_Your goal_.
Search the data for the string "mpsc", and report each line where it is found.

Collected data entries
=== Begin Enclosure ===
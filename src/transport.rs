//! Datagram transport for the dispatcher.
//!
//! [`Transport::start`] binds a UDP socket and spawns a receive task that
//! decodes every datagram into an [`Envelope`] and pushes it onto an
//! unbounded FIFO. Sending never waits for an acknowledgement and is never
//! retried; lost datagrams are recovered at the application layer by the
//! heartbeat and requeue machinery.

use std::io::ErrorKind;
use std::net::SocketAddr;
use std::sync::atomic::{AtomicBool, Ordering};
use std::sync::Arc;

use tokio::net::UdpSocket;
use tokio::sync::mpsc;
use tokio_util::sync::CancellationToken;

use crate::error::Result;
use crate::protocol::Message;

/// A decoded inbound message together with the endpoint it came from.
#[derive(Debug, Clone, PartialEq, Eq)]
pub struct Envelope {
    pub message: Message,
    pub from: SocketAddr,
}

/// Cheap, cloneable handle for sending messages over the transport socket.
#[derive(Debug, Clone)]
pub struct MessageSender {
    socket: Arc<UdpSocket>,
}

impl MessageSender {
    /// Serialize `message` and send it to `dest` as a single datagram.
    pub async fn send(&self, message: &Message, dest: SocketAddr) -> Result<()> {
        let payload = message.encode();
        self.socket.send_to(payload.as_bytes(), dest).await?;
        tracing::trace!(dest = %dest, message = %payload, "Sent message");
        Ok(())
    }

    /// Send and log failures instead of returning them.
    ///
    /// Runtime send faults are not fatal to the dispatcher.
    pub async fn send_or_log(&self, message: &Message, dest: SocketAddr) {
        if let Err(e) = self.send(message, dest).await {
            tracing::warn!(
                dest = %dest,
                instruction = message.instruction(),
                error = %e,
                "Failed to send message"
            );
        }
    }
}

pub struct Transport {
    local_addr: SocketAddr,
    sender: MessageSender,
    cancel: CancellationToken,
    stopped: Arc<AtomicBool>,
}

impl Transport {
    /// Bind `bind_addr` and start the receive task.
    ///
    /// Returns the transport and the receiving end of the inbound FIFO.
    ///
    /// # Errors
    ///
    /// Fails if the socket cannot be bound.
    pub async fn start(
        bind_addr: SocketAddr,
        max_datagram_size: usize,
    ) -> Result<(Self, mpsc::UnboundedReceiver<Envelope>)> {
        let socket = Arc::new(UdpSocket::bind(bind_addr).await?);
        let local_addr = socket.local_addr()?;
        let (inbound_tx, inbound_rx) = mpsc::unbounded_channel();

        let cancel = CancellationToken::new();
        let stopped = Arc::new(AtomicBool::new(false));

        tokio::spawn(receive_loop(
            socket.clone(),
            inbound_tx,
            cancel.clone(),
            stopped.clone(),
            max_datagram_size.max(1),
        ));

        tracing::info!(addr = %local_addr, "Listening for messages");

        let transport = Self {
            local_addr,
            sender: MessageSender { socket },
            cancel,
            stopped,
        };
        Ok((transport, inbound_rx))
    }

    pub fn local_addr(&self) -> SocketAddr {
        self.local_addr
    }

    pub fn sender(&self) -> MessageSender {
        self.sender.clone()
    }

    /// Cancel the receive task. Sending keeps working. Idempotent.
    pub fn stop(&self) {
        if !self.stopped.swap(true, Ordering::SeqCst) {
            tracing::info!(addr = %self.local_addr, "Stopping transport");
        }
        self.cancel.cancel();
    }

    pub fn is_stopped(&self) -> bool {
        self.stopped.load(Ordering::SeqCst)
    }
}

impl Drop for Transport {
    fn drop(&mut self) {
        self.cancel.cancel();
    }
}

async fn receive_loop(
    socket: Arc<UdpSocket>,
    inbound_tx: mpsc::UnboundedSender<Envelope>,
    cancel: CancellationToken,
    stopped: Arc<AtomicBool>,
    max_datagram_size: usize,
) {
    // One spare byte tells a full-size datagram apart from a truncated one
    let mut buf = vec![0u8; max_datagram_size + 1];

    loop {
        let (len, from) = tokio::select! {
            _ = cancel.cancelled() => break,
            result = socket.recv_from(&mut buf) => match result {
                Ok(received) => received,
                Err(e) if is_transient(&e) => {
                    tracing::warn!(error = %e, "Transient receive error");
                    continue;
                }
                Err(e) => {
                    tracing::error!(error = %e, "Receive failed, stopping transport");
                    break;
                }
            },
        };

        if len > max_datagram_size {
            tracing::debug!(from = %from, max_datagram_size, "Discarding oversized datagram");
            continue;
        }

        match Message::decode(&buf[..len]) {
            Ok(message) => {
                tracing::trace!(from = %from, message = %message, "Received message");
                if inbound_tx.send(Envelope { message, from }).is_err() {
                    // Consumer dropped the FIFO
                    break;
                }
            }
            Err(e) => {
                tracing::debug!(from = %from, error = %e, "Discarding malformed datagram");
            }
        }
    }

    stopped.store(true, Ordering::SeqCst);
    tracing::debug!("Receive task exited");
}

fn is_transient(e: &std::io::Error) -> bool {
    matches!(
        e.kind(),
        ErrorKind::ConnectionReset
            | ErrorKind::ConnectionRefused
            | ErrorKind::Interrupted
            | ErrorKind::WouldBlock
    )
}
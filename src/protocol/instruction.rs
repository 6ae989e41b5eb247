use std::fmt;
use std::str::FromStr;

use crate::error::ProtocolError;

/// Instructions the dispatcher accepts from controllers and nodes.
#[derive(Debug, Clone, Copy, PartialEq, Eq, Hash)]
pub enum Inbound {
    RegController,
    RegNode,
    NewJob,
    FinJob,
    NewJobSuccess,
    NewJobFailure,
    AckIsAlive,
    GetInfo,
    StopSystem,
}

impl Inbound {
    pub const ALL: [Inbound; 9] = [
        Inbound::RegController,
        Inbound::RegNode,
        Inbound::NewJob,
        Inbound::FinJob,
        Inbound::NewJobSuccess,
        Inbound::NewJobFailure,
        Inbound::AckIsAlive,
        Inbound::GetInfo,
        Inbound::StopSystem,
    ];

    pub fn as_str(&self) -> &'static str {
        match self {
            Inbound::RegController => "REG_CONTROLLER",
            Inbound::RegNode => "REG_NODE",
            Inbound::NewJob => "NEW_JOB",
            Inbound::FinJob => "FIN_JOB",
            Inbound::NewJobSuccess => "NEW_JOB_SUCCESS",
            Inbound::NewJobFailure => "NEW_JOB_FAILURE",
            Inbound::AckIsAlive => "ACK_IS_ALIVE",
            Inbound::GetInfo => "GET_INFO",
            Inbound::StopSystem => "STOP_SYSTEM",
        }
    }
}

impl fmt::Display for Inbound {
    fn fmt(&self, f: &mut fmt::Formatter<'_>) -> fmt::Result {
        f.write_str(self.as_str())
    }
}

impl FromStr for Inbound {
    type Err = ProtocolError;

    fn from_str(s: &str) -> Result<Self, Self::Err> {
        Inbound::ALL
            .into_iter()
            .find(|i| i.as_str() == s)
            .ok_or_else(|| ProtocolError::UnknownInstruction(s.to_string()))
    }
}

/// Instructions the dispatcher sends to controllers and nodes.
#[derive(Debug, Clone, Copy, PartialEq, Eq, Hash)]
pub enum Outbound {
    RegSuccess,
    RegFailure,
    IsAlive,
    NewJob,
    StopNode,
    FinJob,
    NewJobSuccess,
    NewJobFailure,
    Info,
    StopController,
}

impl Outbound {
    pub const ALL: [Outbound; 10] = [
        Outbound::RegSuccess,
        Outbound::RegFailure,
        Outbound::IsAlive,
        Outbound::NewJob,
        Outbound::StopNode,
        Outbound::FinJob,
        Outbound::NewJobSuccess,
        Outbound::NewJobFailure,
        Outbound::Info,
        Outbound::StopController,
    ];

    pub fn as_str(&self) -> &'static str {
        match self {
            Outbound::RegSuccess => "REG_SUCCESS",
            Outbound::RegFailure => "REG_FAILURE",
            Outbound::IsAlive => "IS_ALIVE",
            Outbound::NewJob => "NEW_JOB",
            Outbound::StopNode => "STOP_NODE",
            Outbound::FinJob => "FIN_JOB",
            Outbound::NewJobSuccess => "NEW_JOB_SUCCESS",
            Outbound::NewJobFailure => "NEW_JOB_FAILURE",
            Outbound::Info => "INFO",
            Outbound::StopController => "STOP_CONTROLLER",
        }
    }
}

impl fmt::Display for Outbound {
    fn fmt(&self, f: &mut fmt::Formatter<'_>) -> fmt::Result {
        f.write_str(self.as_str())
    }
}

impl FromStr for Outbound {
    type Err = ProtocolError;

    fn from_str(s: &str) -> Result<Self, Self::Err> {
        Outbound::ALL
            .into_iter()
            .find(|o| o.as_str() == s)
            .ok_or_else(|| ProtocolError::UnknownInstruction(s.to_string()))
    }
}
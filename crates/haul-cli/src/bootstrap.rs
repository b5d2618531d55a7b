use std::sync::Arc;
use std::time::Duration;

use anyhow::Context;
use haul_auth::{
    ActivityHeartbeat, AuthContext, AuthSnapshot, RestBackend, SessionCache, SessionResolver,
    SystemClock, TokenStore,
};
use haul_config::HaulConfig;

pub fn load_config() -> anyhow::Result<HaulConfig> {
    let config = HaulConfig::load_with_dotenv().context("failed to load configuration")?;
    config.validate()?;
    Ok(config)
}

pub fn token_store() -> anyhow::Result<TokenStore> {
    TokenStore::default_location().map_err(anyhow::Error::from)
}

pub fn session_cache(config: &HaulConfig) -> anyhow::Result<SessionCache> {
    SessionCache::from_config(&config.session, Arc::new(SystemClock)).map_err(anyhow::Error::from)
}

pub fn backend(config: &HaulConfig) -> anyhow::Result<Arc<RestBackend>> {
    config.require_backend()?;
    let backend = RestBackend::from_config(&config.backend, token_store()?)?;
    Ok(Arc::new(backend))
}

/// Start an auth context and run its first resolution.
///
/// With `fresh`, the cached session is dropped and the backend is asked.
pub async fn activate_session(
    config: &HaulConfig,
    fresh: bool,
) -> anyhow::Result<(AuthContext<RestBackend>, AuthSnapshot)> {
    let resolver = SessionResolver::new(backend(config)?, session_cache(config)?);
    let context = if fresh {
        let context = AuthContext::new(resolver);
        context.refresh_fresh().await;
        context
    } else {
        AuthContext::activate(resolver).await
    };
    let snapshot = context.snapshot();
    Ok((context, snapshot))
}

pub fn heartbeat(config: &HaulConfig) -> anyhow::Result<ActivityHeartbeat<RestBackend>> {
    Ok(ActivityHeartbeat::new(
        backend(config)?,
        Arc::new(SystemClock),
        Duration::from_secs(config.heartbeat.interval_secs),
    ))
}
=== End Enclosure ===
_Completed task_.
use tokio::sync::mpsc;
    ) -> Result<(Self, mpsc::UnboundedReceiver<Envelope>)> {
        let (inbound_tx, inbound_rx) = mpsc::unbounded_channel();
    inbound_tx: mpsc::UnboundedSender<Envelope>,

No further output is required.